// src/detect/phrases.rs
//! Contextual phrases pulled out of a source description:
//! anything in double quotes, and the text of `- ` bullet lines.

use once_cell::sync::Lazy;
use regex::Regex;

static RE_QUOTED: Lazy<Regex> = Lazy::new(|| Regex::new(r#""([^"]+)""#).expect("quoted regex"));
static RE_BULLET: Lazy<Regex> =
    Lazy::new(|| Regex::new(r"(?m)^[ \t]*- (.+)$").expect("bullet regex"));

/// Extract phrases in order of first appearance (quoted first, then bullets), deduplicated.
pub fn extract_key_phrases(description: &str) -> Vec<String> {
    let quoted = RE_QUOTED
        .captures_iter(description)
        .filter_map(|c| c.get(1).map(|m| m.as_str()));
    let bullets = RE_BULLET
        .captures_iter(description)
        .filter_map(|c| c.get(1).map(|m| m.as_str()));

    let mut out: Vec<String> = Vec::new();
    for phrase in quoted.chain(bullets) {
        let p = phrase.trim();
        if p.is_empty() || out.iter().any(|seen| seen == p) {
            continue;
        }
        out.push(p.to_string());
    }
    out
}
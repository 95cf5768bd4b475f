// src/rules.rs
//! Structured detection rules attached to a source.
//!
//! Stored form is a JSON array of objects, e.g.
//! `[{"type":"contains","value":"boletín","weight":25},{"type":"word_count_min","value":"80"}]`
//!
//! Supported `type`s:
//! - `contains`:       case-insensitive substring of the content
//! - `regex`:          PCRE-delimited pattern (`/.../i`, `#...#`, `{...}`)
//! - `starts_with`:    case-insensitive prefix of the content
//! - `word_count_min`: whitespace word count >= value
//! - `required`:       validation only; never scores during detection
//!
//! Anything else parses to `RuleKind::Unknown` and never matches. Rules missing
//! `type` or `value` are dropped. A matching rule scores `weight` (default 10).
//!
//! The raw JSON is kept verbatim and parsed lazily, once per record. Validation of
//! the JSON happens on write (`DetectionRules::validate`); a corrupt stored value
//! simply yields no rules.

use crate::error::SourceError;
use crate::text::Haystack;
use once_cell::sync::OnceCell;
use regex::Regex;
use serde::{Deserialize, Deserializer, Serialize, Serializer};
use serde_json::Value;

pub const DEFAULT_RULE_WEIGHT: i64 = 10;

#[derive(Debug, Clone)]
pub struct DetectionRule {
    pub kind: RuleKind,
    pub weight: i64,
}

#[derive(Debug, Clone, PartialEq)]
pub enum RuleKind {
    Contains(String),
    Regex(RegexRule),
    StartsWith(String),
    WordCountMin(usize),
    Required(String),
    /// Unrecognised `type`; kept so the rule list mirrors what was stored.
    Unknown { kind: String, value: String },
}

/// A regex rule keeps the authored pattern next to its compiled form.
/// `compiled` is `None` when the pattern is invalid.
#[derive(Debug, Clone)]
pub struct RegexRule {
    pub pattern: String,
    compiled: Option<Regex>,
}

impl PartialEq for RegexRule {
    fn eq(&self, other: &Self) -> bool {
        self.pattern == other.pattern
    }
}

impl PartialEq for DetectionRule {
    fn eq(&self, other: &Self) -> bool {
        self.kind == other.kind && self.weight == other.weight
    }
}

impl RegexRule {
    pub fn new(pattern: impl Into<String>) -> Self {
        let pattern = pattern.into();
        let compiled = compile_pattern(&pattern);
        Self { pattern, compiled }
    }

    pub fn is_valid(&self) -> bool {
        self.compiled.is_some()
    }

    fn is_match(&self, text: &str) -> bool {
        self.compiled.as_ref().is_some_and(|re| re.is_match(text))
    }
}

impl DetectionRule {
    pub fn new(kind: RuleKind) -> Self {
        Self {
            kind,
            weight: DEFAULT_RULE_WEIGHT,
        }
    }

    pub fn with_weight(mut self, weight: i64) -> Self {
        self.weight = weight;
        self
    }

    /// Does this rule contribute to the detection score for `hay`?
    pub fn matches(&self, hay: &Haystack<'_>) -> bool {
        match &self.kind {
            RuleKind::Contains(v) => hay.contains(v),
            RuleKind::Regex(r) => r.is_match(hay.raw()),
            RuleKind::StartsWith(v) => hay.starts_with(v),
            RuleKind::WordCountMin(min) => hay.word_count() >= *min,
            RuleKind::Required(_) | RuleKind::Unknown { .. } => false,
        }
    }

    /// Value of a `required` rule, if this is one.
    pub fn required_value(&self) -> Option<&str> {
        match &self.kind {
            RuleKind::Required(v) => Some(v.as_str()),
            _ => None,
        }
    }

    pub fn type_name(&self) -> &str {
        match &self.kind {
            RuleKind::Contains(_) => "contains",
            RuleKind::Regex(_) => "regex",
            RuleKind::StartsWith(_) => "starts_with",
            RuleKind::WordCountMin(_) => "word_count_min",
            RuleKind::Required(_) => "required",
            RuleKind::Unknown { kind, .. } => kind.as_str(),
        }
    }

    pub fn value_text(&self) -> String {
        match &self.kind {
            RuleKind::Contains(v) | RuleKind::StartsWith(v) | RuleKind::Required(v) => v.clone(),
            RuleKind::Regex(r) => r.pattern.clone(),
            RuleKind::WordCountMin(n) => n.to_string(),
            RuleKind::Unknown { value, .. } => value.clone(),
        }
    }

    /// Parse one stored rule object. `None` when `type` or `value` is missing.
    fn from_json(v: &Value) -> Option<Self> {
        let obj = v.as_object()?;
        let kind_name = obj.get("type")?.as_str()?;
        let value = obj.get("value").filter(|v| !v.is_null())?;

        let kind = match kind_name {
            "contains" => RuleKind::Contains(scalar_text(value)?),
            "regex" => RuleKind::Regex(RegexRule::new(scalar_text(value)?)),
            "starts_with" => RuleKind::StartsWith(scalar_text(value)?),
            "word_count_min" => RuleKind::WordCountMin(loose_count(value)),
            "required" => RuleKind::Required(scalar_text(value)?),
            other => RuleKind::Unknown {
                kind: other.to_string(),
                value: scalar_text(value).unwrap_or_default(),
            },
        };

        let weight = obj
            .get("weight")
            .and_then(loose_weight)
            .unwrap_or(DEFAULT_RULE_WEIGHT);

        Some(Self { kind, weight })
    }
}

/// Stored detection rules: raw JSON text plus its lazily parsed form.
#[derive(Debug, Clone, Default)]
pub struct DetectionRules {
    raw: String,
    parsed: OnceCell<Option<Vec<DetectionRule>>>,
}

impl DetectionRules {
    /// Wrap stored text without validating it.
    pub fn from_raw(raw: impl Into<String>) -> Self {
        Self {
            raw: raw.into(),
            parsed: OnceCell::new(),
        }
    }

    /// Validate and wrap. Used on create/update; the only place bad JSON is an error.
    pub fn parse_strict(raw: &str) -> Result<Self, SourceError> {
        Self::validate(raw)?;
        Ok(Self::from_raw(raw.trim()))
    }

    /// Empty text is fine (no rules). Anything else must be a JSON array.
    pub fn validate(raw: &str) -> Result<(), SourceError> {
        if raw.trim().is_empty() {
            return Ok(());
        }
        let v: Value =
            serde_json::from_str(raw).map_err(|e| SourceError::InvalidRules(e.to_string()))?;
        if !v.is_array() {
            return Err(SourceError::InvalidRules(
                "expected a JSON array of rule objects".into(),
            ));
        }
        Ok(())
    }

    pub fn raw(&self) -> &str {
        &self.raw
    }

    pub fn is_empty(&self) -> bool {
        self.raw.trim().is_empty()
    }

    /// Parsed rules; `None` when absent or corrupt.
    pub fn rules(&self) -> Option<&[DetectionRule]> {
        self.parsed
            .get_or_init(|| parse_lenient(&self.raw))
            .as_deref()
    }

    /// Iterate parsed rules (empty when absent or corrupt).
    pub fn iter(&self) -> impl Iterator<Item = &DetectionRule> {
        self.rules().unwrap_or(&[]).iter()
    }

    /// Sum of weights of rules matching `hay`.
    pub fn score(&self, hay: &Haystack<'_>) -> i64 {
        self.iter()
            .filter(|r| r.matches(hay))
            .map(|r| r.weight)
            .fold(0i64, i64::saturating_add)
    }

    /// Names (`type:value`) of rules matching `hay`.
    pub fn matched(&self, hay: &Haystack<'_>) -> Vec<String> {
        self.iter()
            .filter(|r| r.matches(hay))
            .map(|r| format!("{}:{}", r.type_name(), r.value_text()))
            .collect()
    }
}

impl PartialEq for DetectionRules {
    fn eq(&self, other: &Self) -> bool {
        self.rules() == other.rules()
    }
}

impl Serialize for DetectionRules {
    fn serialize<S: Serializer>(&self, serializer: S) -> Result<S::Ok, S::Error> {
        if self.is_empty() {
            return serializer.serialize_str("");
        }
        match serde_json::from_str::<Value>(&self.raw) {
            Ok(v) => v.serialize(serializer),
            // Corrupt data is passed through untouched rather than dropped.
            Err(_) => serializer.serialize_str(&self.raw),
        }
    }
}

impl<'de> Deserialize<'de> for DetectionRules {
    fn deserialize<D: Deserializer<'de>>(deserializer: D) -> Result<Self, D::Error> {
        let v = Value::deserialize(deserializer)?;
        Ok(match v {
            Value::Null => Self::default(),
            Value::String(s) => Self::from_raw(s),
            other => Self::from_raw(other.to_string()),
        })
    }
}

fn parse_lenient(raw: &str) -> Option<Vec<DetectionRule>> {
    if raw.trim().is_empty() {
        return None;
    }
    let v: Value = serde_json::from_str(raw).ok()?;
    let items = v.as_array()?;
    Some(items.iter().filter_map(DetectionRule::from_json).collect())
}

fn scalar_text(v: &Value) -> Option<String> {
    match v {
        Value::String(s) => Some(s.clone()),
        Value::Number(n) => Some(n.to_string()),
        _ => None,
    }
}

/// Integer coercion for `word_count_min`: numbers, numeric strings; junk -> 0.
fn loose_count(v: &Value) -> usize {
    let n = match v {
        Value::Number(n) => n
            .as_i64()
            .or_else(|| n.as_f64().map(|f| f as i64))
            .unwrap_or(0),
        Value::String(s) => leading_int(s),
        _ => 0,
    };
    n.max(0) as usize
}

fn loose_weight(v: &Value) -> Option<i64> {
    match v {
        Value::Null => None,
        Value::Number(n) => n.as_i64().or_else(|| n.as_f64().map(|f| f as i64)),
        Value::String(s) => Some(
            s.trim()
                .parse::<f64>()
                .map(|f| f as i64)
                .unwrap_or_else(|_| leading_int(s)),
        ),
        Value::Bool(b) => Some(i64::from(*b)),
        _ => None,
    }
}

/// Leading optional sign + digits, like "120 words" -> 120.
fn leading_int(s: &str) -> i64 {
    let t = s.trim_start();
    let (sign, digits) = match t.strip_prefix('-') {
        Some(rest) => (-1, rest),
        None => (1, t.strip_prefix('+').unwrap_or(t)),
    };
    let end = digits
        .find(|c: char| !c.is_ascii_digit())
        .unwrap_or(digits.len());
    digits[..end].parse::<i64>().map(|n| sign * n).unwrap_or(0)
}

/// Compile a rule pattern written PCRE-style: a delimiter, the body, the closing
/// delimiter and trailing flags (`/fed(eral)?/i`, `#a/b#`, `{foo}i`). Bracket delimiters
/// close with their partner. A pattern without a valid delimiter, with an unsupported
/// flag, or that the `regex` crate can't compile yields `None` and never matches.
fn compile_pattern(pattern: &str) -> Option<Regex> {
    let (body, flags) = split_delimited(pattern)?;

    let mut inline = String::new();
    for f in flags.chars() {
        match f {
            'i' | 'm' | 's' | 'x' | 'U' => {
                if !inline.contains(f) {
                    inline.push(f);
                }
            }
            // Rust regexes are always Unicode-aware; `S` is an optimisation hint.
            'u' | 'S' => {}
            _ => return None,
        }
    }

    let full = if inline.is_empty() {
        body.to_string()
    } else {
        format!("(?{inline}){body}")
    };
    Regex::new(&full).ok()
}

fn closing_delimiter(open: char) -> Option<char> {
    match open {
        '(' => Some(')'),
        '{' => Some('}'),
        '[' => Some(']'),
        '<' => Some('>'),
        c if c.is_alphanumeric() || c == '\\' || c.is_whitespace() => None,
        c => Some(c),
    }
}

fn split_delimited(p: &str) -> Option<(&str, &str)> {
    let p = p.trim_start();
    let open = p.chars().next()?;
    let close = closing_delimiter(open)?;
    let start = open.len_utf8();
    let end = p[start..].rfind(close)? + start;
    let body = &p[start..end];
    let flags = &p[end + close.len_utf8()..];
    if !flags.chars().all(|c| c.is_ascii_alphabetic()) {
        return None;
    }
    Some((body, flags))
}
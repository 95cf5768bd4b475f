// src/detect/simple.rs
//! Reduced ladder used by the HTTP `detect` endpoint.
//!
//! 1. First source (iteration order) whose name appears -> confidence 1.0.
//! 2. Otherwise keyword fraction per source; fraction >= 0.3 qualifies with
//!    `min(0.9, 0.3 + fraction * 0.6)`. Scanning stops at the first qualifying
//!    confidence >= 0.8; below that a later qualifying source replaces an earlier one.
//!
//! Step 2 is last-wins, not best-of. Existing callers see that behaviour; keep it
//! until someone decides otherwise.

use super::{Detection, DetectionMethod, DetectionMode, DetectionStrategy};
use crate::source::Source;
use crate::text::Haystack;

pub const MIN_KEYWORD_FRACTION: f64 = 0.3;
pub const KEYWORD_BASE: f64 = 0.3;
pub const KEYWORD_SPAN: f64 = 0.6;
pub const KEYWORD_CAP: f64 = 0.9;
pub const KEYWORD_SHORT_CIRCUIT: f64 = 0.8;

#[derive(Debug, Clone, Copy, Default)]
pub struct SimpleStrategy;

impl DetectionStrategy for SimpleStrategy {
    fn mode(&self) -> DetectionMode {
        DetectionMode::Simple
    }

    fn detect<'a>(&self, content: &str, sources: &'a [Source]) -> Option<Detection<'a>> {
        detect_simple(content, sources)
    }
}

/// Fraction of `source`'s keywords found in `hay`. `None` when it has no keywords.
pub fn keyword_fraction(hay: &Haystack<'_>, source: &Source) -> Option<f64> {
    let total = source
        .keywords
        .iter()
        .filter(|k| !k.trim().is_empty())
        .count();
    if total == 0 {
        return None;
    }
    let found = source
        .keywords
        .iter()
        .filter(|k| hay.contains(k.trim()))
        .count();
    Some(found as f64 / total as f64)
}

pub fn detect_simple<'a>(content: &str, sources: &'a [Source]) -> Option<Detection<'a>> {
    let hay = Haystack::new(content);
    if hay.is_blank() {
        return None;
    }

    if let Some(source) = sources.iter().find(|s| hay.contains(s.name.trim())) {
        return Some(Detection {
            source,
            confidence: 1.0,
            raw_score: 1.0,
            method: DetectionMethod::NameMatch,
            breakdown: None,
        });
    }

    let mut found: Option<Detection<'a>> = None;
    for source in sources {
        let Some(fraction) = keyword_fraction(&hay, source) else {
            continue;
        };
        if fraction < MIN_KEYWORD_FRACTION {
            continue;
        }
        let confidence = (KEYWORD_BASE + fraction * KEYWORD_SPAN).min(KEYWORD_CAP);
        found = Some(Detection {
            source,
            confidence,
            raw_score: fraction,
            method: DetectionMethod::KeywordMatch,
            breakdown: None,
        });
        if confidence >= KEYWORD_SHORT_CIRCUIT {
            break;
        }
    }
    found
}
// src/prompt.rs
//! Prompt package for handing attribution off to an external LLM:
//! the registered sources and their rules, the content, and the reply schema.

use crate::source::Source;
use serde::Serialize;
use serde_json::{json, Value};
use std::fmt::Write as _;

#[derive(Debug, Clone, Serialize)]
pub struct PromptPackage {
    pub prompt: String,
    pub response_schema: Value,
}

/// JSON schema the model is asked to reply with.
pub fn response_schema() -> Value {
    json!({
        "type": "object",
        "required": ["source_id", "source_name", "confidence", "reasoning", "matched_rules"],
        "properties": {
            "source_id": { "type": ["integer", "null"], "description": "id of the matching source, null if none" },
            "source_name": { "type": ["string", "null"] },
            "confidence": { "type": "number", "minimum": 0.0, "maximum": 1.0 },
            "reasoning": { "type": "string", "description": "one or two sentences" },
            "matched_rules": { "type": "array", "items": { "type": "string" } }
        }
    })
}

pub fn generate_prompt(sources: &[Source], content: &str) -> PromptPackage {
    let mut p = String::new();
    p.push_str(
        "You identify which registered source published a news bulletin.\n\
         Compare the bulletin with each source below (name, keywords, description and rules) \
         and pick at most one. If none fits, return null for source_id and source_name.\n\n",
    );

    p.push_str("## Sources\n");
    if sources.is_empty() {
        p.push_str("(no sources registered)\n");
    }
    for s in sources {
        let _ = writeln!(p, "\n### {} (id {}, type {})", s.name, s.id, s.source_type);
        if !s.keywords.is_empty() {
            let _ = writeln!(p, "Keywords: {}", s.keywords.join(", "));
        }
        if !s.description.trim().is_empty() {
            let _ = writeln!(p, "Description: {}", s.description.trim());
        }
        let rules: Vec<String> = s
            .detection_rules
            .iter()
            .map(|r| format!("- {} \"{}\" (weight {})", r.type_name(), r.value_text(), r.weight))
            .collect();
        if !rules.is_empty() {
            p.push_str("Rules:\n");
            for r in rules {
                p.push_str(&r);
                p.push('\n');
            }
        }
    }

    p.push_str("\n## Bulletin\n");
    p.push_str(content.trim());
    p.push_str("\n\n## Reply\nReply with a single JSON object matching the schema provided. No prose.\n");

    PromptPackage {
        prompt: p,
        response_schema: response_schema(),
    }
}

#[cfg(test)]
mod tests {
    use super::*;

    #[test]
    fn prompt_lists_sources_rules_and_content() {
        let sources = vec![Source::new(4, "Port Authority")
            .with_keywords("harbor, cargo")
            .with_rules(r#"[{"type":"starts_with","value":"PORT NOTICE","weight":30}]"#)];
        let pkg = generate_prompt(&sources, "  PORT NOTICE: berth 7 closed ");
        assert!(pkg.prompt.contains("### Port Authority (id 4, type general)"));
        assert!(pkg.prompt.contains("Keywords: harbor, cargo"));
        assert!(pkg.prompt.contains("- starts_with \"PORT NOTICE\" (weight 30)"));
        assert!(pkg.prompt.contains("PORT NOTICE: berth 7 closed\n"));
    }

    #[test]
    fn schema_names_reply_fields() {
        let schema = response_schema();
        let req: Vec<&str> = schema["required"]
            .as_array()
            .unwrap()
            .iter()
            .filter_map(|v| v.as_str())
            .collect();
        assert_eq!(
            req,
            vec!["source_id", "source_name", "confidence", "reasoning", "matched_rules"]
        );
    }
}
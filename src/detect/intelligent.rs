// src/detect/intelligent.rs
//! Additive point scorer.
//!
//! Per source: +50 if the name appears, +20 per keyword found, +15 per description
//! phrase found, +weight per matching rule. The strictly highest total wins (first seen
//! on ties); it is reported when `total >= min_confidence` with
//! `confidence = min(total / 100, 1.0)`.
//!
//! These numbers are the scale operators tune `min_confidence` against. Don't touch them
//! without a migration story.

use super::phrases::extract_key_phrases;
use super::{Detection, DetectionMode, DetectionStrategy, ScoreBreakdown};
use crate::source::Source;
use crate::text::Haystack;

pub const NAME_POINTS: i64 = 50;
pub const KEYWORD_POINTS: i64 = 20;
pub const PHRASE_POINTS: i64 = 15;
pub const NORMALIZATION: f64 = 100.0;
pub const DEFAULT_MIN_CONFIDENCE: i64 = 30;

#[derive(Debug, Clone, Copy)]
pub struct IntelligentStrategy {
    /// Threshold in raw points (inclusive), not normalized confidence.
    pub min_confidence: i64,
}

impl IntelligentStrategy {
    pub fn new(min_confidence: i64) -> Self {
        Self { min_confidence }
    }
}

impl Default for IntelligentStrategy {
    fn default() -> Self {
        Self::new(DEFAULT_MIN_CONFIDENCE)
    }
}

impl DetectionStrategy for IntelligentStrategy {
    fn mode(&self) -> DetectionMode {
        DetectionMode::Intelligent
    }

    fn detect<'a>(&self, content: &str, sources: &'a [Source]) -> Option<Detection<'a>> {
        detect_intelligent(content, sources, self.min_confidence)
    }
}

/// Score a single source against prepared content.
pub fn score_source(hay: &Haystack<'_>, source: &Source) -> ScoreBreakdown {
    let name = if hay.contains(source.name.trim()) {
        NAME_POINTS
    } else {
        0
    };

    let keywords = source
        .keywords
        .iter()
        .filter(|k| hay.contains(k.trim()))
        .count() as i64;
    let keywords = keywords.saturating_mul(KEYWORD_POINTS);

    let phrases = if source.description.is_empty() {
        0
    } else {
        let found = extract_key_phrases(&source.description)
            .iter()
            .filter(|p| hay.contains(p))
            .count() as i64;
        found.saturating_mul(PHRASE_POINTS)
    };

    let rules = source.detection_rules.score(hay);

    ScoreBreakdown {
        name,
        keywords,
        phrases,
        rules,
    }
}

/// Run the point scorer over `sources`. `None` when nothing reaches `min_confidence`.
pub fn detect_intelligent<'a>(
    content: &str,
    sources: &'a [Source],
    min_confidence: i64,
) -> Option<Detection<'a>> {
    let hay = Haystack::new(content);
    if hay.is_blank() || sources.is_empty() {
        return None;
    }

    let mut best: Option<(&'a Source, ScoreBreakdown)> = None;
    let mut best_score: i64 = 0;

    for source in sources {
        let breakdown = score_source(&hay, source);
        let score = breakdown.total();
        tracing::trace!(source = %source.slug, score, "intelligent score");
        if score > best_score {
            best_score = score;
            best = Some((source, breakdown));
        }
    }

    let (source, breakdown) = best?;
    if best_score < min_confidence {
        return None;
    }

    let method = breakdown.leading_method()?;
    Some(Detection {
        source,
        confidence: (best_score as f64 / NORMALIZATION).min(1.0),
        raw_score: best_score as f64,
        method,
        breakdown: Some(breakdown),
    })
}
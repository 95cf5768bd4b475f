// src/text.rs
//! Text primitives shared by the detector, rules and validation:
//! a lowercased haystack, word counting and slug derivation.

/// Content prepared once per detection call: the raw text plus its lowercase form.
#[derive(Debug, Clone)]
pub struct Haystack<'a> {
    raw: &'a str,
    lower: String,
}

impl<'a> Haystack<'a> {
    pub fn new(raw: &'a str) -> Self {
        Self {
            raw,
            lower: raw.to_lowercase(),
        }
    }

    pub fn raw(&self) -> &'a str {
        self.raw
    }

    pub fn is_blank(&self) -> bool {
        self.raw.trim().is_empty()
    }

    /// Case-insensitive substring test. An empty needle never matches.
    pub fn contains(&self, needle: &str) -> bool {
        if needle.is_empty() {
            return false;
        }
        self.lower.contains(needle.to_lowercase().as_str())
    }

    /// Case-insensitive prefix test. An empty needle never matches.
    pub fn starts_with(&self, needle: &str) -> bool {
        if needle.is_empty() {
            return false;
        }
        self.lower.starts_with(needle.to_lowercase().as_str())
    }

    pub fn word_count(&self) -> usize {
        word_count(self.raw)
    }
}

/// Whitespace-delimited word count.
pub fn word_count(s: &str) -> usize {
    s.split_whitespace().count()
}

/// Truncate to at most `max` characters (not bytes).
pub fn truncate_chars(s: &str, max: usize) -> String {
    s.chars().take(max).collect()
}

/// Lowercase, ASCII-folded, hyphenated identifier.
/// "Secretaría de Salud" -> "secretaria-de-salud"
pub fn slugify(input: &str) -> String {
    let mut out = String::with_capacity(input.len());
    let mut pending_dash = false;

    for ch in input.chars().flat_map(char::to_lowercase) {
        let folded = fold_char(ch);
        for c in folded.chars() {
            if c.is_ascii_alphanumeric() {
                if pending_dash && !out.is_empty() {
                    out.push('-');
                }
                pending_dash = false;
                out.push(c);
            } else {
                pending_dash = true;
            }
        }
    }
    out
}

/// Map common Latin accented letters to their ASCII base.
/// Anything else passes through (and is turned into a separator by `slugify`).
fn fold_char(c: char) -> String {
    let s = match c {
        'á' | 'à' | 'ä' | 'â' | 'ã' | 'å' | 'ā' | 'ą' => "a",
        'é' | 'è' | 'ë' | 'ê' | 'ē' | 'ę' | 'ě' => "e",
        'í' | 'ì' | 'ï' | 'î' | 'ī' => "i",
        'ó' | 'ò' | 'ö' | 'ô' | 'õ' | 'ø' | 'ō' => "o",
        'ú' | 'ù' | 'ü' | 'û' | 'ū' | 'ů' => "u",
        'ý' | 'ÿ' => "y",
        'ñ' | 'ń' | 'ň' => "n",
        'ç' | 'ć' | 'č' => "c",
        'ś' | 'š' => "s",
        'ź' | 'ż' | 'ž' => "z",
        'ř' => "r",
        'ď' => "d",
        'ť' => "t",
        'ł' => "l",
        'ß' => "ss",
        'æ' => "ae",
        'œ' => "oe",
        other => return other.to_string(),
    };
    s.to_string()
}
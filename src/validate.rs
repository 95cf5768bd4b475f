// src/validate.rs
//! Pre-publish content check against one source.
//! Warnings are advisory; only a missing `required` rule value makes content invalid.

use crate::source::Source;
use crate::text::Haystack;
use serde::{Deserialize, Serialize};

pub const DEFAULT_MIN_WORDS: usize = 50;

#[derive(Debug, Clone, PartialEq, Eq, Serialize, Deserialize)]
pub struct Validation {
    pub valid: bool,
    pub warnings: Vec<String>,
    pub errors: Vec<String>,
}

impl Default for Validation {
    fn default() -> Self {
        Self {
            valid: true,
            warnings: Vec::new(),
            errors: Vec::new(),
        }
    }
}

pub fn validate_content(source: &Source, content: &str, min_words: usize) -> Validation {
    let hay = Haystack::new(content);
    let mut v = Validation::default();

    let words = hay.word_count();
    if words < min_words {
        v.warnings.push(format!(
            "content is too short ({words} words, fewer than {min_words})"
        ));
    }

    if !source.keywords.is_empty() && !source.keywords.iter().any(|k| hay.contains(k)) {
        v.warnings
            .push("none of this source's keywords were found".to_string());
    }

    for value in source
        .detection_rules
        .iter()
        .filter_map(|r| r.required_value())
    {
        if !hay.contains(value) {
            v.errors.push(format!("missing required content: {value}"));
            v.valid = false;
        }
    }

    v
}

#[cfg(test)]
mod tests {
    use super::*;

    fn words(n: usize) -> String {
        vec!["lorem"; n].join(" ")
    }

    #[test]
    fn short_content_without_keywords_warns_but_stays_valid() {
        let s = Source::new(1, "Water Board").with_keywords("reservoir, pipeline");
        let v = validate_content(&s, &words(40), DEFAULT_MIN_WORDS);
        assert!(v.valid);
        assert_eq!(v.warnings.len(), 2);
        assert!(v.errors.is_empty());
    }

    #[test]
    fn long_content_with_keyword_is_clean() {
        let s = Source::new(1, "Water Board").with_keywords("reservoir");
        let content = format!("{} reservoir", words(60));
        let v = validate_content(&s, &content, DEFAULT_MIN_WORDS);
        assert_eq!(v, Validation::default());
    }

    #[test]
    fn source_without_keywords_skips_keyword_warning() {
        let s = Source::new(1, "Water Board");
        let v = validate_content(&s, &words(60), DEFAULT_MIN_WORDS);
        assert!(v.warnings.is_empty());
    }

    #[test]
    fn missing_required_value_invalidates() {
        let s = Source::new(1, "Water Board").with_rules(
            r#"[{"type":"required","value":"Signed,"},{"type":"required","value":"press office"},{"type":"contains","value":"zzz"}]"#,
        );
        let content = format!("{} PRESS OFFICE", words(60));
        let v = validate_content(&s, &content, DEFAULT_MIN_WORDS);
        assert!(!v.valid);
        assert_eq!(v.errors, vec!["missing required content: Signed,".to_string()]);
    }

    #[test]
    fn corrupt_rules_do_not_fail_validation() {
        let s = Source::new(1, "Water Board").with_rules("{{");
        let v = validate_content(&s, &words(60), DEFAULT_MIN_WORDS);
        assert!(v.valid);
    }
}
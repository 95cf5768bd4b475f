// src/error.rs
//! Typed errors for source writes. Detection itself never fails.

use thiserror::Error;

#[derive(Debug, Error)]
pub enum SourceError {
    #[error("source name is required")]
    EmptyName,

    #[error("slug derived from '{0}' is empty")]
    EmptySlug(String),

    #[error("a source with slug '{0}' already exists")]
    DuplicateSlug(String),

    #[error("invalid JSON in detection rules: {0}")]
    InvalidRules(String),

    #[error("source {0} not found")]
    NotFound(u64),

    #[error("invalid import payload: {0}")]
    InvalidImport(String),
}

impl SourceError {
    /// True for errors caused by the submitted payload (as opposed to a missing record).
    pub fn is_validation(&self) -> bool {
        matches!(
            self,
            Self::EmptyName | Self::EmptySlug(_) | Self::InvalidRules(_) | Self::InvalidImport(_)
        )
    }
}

-----

» WHAT YOU WILL DO
For this exercise, find all lines in the records containing the word "when" and copy them.

» RESULT FOR THIS TASK
/// `compiled` is `None` when the pattern is invalid.
    /// Parse one stored rule object. `None` when `type` or `value` is missing.
    /// Parsed rules; `None` when absent or corrupt.
    /// Iterate parsed rules (empty when absent or corrupt).
/// Fraction of `source`'s keywords found in `hay`. `None` when it has no keywords.
//! on ties); it is reported when `total >= min_confidence` with
/// Run the point scorer over `sources`. `None` when nothing reaches `min_confidence`.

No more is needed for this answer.